Parts 2 and 3 covered upgrades within a single retrieval pipeline. This part covers two structural changes to what the system does before or during retrieval - often confused with each other despite solving completely different problems.
The diagram shows both patterns: Modular RAG routing queries across distinct data domains, and Graph RAG traversing entity relationships that vector search cannot follow.
Modular RAG: routing across domains
A router classifies query intent first, then dispatches to whichever index, retriever, or structured data source is best suited. A query about parental leave goes to the HR policy index. A query about a specific error code goes to engineering documentation. A query asking "how many tickets did we close last month" goes to a text-to-SQL path against a structured database - not to a document index at all.

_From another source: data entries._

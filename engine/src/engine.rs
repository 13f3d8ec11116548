//! The draw pipeline.
//!
//! Per call: take the user's lock, run admission, pick a candidate by random
//! code, reserve inventory (pool first, then catalog), issue a coupon when
//! the prize carries distinct codes, log the result, and blacklist the
//! winner on a large physical prize. Every failure short-circuits; the lock
//! is released on every exit path.

use chrono::FixedOffset;
use rand::Rng;
use tracing::{error, info, warn};

use common::consts::{CODE_MAX, DEFAULT_BLACK_TIME_SECS, LUCKY_LOCK_KEY_PREFIX};
use common::time::now_unix;
use lock::DistLock;
use repo::Repos;
use repo::model::{BlackUser, DrawRecord, PrizeKind};
use store::SharedKv;

use crate::admission::{Admission, AdmissionGate, Limits};
use crate::outcome::{DenyReason, EngineError, Outcome, WonPrize};

#[derive(Debug, Clone, Copy)]
pub struct EngineConfig {
    pub limits: Limits,
    /// Lease on the per-user draw lock.
    pub lock_ttl_secs: u64,
    /// How long a caller queues behind another draw of the same user.
    pub lock_wait_secs: u64,
    /// Offset defining the calendar day for quotas and plans.
    pub utc_offset_hours: i32,
}

impl Default for EngineConfig {
    fn default() -> Self {
        Self {
            limits: Limits::default(),
            lock_ttl_secs: 5,
            lock_wait_secs: 5,
            utc_offset_hours: 8,
        }
    }
}

impl EngineConfig {
    pub fn day_offset(&self) -> FixedOffset {
        FixedOffset::east_opt(self.utc_offset_hours * 3_600)
            .unwrap_or_else(|| FixedOffset::east_opt(0).unwrap())
    }
}

#[derive(Debug, Clone)]
pub struct Entrant {
    pub user_id: u64,
    pub user_name: String,
    pub ip: String,
}

pub struct LotteryEngine {
    kv: SharedKv,
    repos: Repos,
    gate: AdmissionGate,
    cfg: EngineConfig,
}

impl LotteryEngine {
    pub fn new(kv: SharedKv, repos: Repos, cfg: EngineConfig) -> Self {
        let gate = AdmissionGate::new(repos.clone(), cfg.limits, cfg.day_offset());
        Self {
            kv,
            repos,
            gate,
            cfg,
        }
    }

    /// Run one draw with a freshly sampled prize code.
    pub async fn draw(&self, entrant: &Entrant) -> Result<Outcome, EngineError> {
        let code = rand::thread_rng().gen_range(0..CODE_MAX);
        self.draw_with_code(entrant, code).await
    }

    /// Deterministic entry point: the caller supplies the prize code.
    pub async fn draw_with_code(
        &self,
        entrant: &Entrant,
        code: i64,
    ) -> Result<Outcome, EngineError> {
        let mut lock = DistLock::new(
            self.kv.clone(),
            &format!("{LUCKY_LOCK_KEY_PREFIX}{}", entrant.user_id),
        )
        .with_ttl_secs(self.cfg.lock_ttl_secs)
        .blocking()
        .with_max_wait_secs(self.cfg.lock_wait_secs)
        .with_watchdog();

        lock.acquire().await?;
        let outcome = self.run_locked(entrant, code).await;

        if let Err(e) = lock.release().await {
            // The critical section may have been interrupted; surface the
            // signal but keep the draw's outcome.
            warn!(user_id = entrant.user_id, error = %e, "draw lock release failed");
        }
        outcome
    }

    async fn run_locked(&self, entrant: &Entrant, code: i64) -> Result<Outcome, EngineError> {
        let now = now_unix();

        match self.gate.admit(entrant.user_id, &entrant.ip, now).await? {
            Admission::Refused(reason) => return Ok(Outcome::Denied(reason)),
            Admission::Granted => {}
        }

        // Selection: first active prize whose range covers the code.
        let candidates = self.repos.prizes.useful_prizes(now).await?;
        let Some(prize) = candidates.into_iter().find(|p| p.covers(code)) else {
            return Ok(Outcome::Missed);
        };

        // prize_num == 0 means unlimited inventory; negative means no prize.
        if prize.prize_num < 0 || (prize.prize_num > 0 && prize.left_num <= 0) {
            return Ok(Outcome::Missed);
        }

        if prize.prize_num > 0 {
            let post = self.repos.prizes.decr_pool(prize.id).await?;
            if post < 0 {
                // The plan has not dripped this slot yet; the negative value
                // stays as back-pressure for the next refill.
                info!(prize_id = prize.id, pool = post, "pool exhausted for this slot");
                return Ok(Outcome::Missed);
            }

            if !self.repos.prizes.decr_left_num(prize.id, 1).await? {
                return Ok(Outcome::Denied(DenyReason::PrizeNotEnough));
            }
        }

        let mut coupon_code = None;
        if prize.prize_type == PrizeKind::CouponDiff {
            // left_num is already decremented; an empty reservoir leaves it
            // that way and operators reconcile from the coupon counts.
            match self.repos.coupons.issue(prize.id).await? {
                None => return Ok(Outcome::Missed),
                Some(code_str) => {
                    if !self.repos.coupons.mark_issued(&code_str, now).await? {
                        warn!(prize_id = prize.id, code = %code_str, "popped coupon was not available in the database");
                    }
                    coupon_code = Some(code_str);
                }
            }
        }

        let record = DrawRecord {
            id: 0,
            prize_id: prize.id,
            prize_name: prize.title.clone(),
            prize_type: prize.prize_type,
            user_id: entrant.user_id,
            user_name: entrant.user_name.clone(),
            prize_code: code,
            prize_data: prize.prize_profile.clone(),
            ip: entrant.ip.clone(),
            created_at: now,
        };
        if let Err(e) = self.repos.results.create(&record).await {
            // Inventory stays decremented; there is no rollback.
            error!(user_id = entrant.user_id, prize_id = prize.id, error = %e, "lost-result: reserved prize has no result row");
            return Err(EngineError::Store(e));
        }

        if prize.prize_type == PrizeKind::EntityLarge {
            self.blacklist_winner(entrant, now).await?;
        }

        Ok(Outcome::Won(WonPrize {
            id: prize.id,
            title: prize.title,
            img: prize.img,
            display_order: prize.display_order,
            prize_type: prize.prize_type,
            prize_profile: prize.prize_profile,
            coupon_code,
        }))
    }

    /// A large physical prize sidelines both the user and the source IP for
    /// a while so one participant cannot farm them.
    async fn blacklist_winner(&self, entrant: &Entrant, now: i64) -> anyhow::Result<()> {
        let black_time = now + DEFAULT_BLACK_TIME_SECS;

        let user = BlackUser {
            id: 0,
            user_id: entrant.user_id,
            user_name: entrant.user_name.clone(),
            black_time,
            real_name: String::new(),
            mobile: String::new(),
            address: String::new(),
            op_ip: entrant.ip.clone(),
            created_at: now,
            updated_at: now,
        };
        self.repos.black_users.upsert(&user, now).await?;
        self.repos
            .black_ips
            .upsert(&entrant.ip, black_time, now)
            .await?;
        Ok(())
    }
}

This earns its complexity when you have multiple genuinely distinct data domains - HR, Legal, Engineering, Finance - each with different content types and different access rules. The router itself is usually lightweight: a small classifier or a single LLM call cheap relative to the retrieval it's directing.

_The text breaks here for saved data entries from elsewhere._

use serde::{Deserialize, Serialize};

#[derive(Debug, Clone, Copy, PartialEq, Eq, Serialize, Deserialize)]
pub enum PrizeStatus {
    Active,
    Deleted,
}

impl PrizeStatus {
    pub fn as_i64(self) -> i64 {
        match self {
            PrizeStatus::Active => 1,
            PrizeStatus::Deleted => 2,
        }
    }

    pub fn from_i64(v: i64) -> anyhow::Result<Self> {
        match v {
            1 => Ok(PrizeStatus::Active),
            2 => Ok(PrizeStatus::Deleted),
            other => Err(anyhow::anyhow!("invalid prize status: {}", other)),
        }
    }
}

#[derive(Debug, Clone, Copy, PartialEq, Eq, Serialize, Deserialize)]
pub enum PrizeKind {
    VirtualCoin,
    /// Coupon with one shared code for every winner.
    CouponSame,
    /// Coupon with a unique code per winner, issued from the reservoir.
    CouponDiff,
    EntitySmall,
    EntityMid,
    EntityLarge,
}

impl PrizeKind {
    pub fn as_i64(self) -> i64 {
        match self {
            PrizeKind::VirtualCoin => 0,
            PrizeKind::CouponSame => 1,
            PrizeKind::CouponDiff => 2,
            PrizeKind::EntitySmall => 3,
            PrizeKind::EntityMid => 4,
            PrizeKind::EntityLarge => 5,
        }
    }

    pub fn from_i64(v: i64) -> anyhow::Result<Self> {
        match v {
            0 => Ok(PrizeKind::VirtualCoin),
            1 => Ok(PrizeKind::CouponSame),
            2 => Ok(PrizeKind::CouponDiff),
            3 => Ok(PrizeKind::EntitySmall),
            4 => Ok(PrizeKind::EntityMid),
            5 => Ok(PrizeKind::EntityLarge),
            other => Err(anyhow::anyhow!("invalid prize type: {}", other)),
        }
    }
}

#[derive(Debug, Clone, Copy, PartialEq, Eq)]
pub enum CouponStatus {
    Available,
    Issued,
    Void,
}

impl CouponStatus {
    pub fn as_i64(self) -> i64 {
        match self {
            CouponStatus::Available => 1,
            CouponStatus::Issued => 2,
            CouponStatus::Void => 3,
        }
    }

    pub fn from_i64(v: i64) -> anyhow::Result<Self> {
        match v {
            1 => Ok(CouponStatus::Available),
            2 => Ok(CouponStatus::Issued),
            3 => Ok(CouponStatus::Void),
            other => Err(anyhow::anyhow!("invalid coupon status: {}", other)),
        }
    }
}

/// Catalog row. `prize_num` encodes inventory mode: 0 means unlimited,
/// positive means limited with `left_num` remaining, negative means no prize.
/// All timestamps are unix seconds.
#[derive(Debug, Clone, Serialize, Deserialize)]
pub struct Prize {
    pub id: u64,
    pub title: String,

    pub prize_num: i64,
    pub left_num: i64,
    /// Inclusive winning range, serialized as `"low-high"` within the code
    /// space.
    pub prize_code: String,
    /// Delivery window length in days; 0 means unscheduled.
    pub prize_time: u32,

    pub img: String,
    pub display_order: u32,
    pub prize_type: PrizeKind,
    pub prize_profile: String,

    pub begin_time: i64,
    pub end_time: i64,

    /// Serialized drip schedule, JSON array of [`PlanSlot`].
    pub prize_plan: String,
    pub prize_begin: i64,
    pub prize_end: i64,

    pub status: PrizeStatus,
    pub created_at: i64,
    pub updated_at: i64,
    pub op_ip: String,
}

/// One entry of the drip schedule: release `num` units at minute `time`.
#[derive(Debug, Clone, Copy, PartialEq, Eq, Serialize, Deserialize)]
pub struct PlanSlot {
    pub time: i64,
    pub num: i64,
}

impl PlanSlot {
    /// Parse a serialized plan column; a blank column is an empty plan.
    pub fn parse_list(s: &str) -> anyhow::Result<Vec<PlanSlot>> {
        if s.trim().is_empty() {
            return Ok(Vec::new());
        }
        Ok(serde_json::from_str(s)?)
    }
}

/// A catalog row admitted into the draw, with its winning range parsed.
#[derive(Debug, Clone)]
pub struct ActivePrize {
    pub id: u64,
    pub title: String,
    pub prize_num: i64,
    pub left_num: i64,
    pub code_low: i64,
    pub code_high: i64,
    pub img: String,
    pub display_order: u32,
    pub prize_type: PrizeKind,
    pub prize_profile: String,
}

impl ActivePrize {
    pub fn covers(&self, code: i64) -> bool {
        self.code_low <= code && code <= self.code_high
    }
}

#[derive(Debug, Clone)]
pub struct Coupon {
    pub id: u64,
    pub prize_id: u64,
    pub code: String,
    pub status: CouponStatus,
    pub created_at: i64,
    pub updated_at: i64,
}

/// Append-only record of a winning draw.
#[derive(Debug, Clone)]
pub struct DrawRecord {
    pub id: u64,
    pub prize_id: u64,
    pub prize_name: String,
    pub prize_type: PrizeKind,
    pub user_id: u64,
    pub user_name: String,
    pub prize_code: i64,
    pub prize_data: String,
    pub ip: String,
    pub created_at: i64,
}

#[derive(Debug, Clone)]
pub struct BlackUser {
    pub id: u64,
    pub user_id: u64,
    pub user_name: String,
    /// Absolute expiry, unix seconds. The entry is active while
    /// `now < black_time`.
    pub black_time: i64,
    pub real_name: String,
    pub mobile: String,
    pub address: String,
    pub op_ip: String,
    pub created_at: i64,
    pub updated_at: i64,
}

impl BlackUser {
    pub fn is_active(&self, now: i64) -> bool {
        now < self.black_time
    }
}

#[derive(Debug, Clone)]
pub struct BlackIp {
    pub id: u64,
    pub ip: String,
    pub black_time: i64,
    pub created_at: i64,
    pub updated_at: i64,
}

impl BlackIp {
    pub fn is_active(&self, now: i64) -> bool {
        now < self.black_time
    }
}

/// `(user_id, day)` draw counter; `day` is a `yyyymmdd` stamp.
#[derive(Debug, Clone)]
pub struct LotteryTimes {
    pub id: u64,
    pub user_id: u64,
    pub day: u32,
    pub num: i64,
}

Graph RAG: reasoning over relationships
At ingestion time, an LLM extracts entities and relationships from documents and builds a knowledge graph. At query time, retrieval can traverse these relationships - not just match on semantic similarity. This matters for questions vector search structurally cannot answer: "how does Policy A affect Department Y?" Vector search finds documents mentioning either, but has no mechanism for understanding the relationship runs through Department X. Graph traversal can follow that path explicitly.
Cost note: Graph RAG's ingestion cost isn't one-time - it's recurring every time your corpus changes. Justify it when relationship-aware queries are a meaningful share of real traffic, evidenced by eval data - not because relationship reasoning sounds like a natural next level.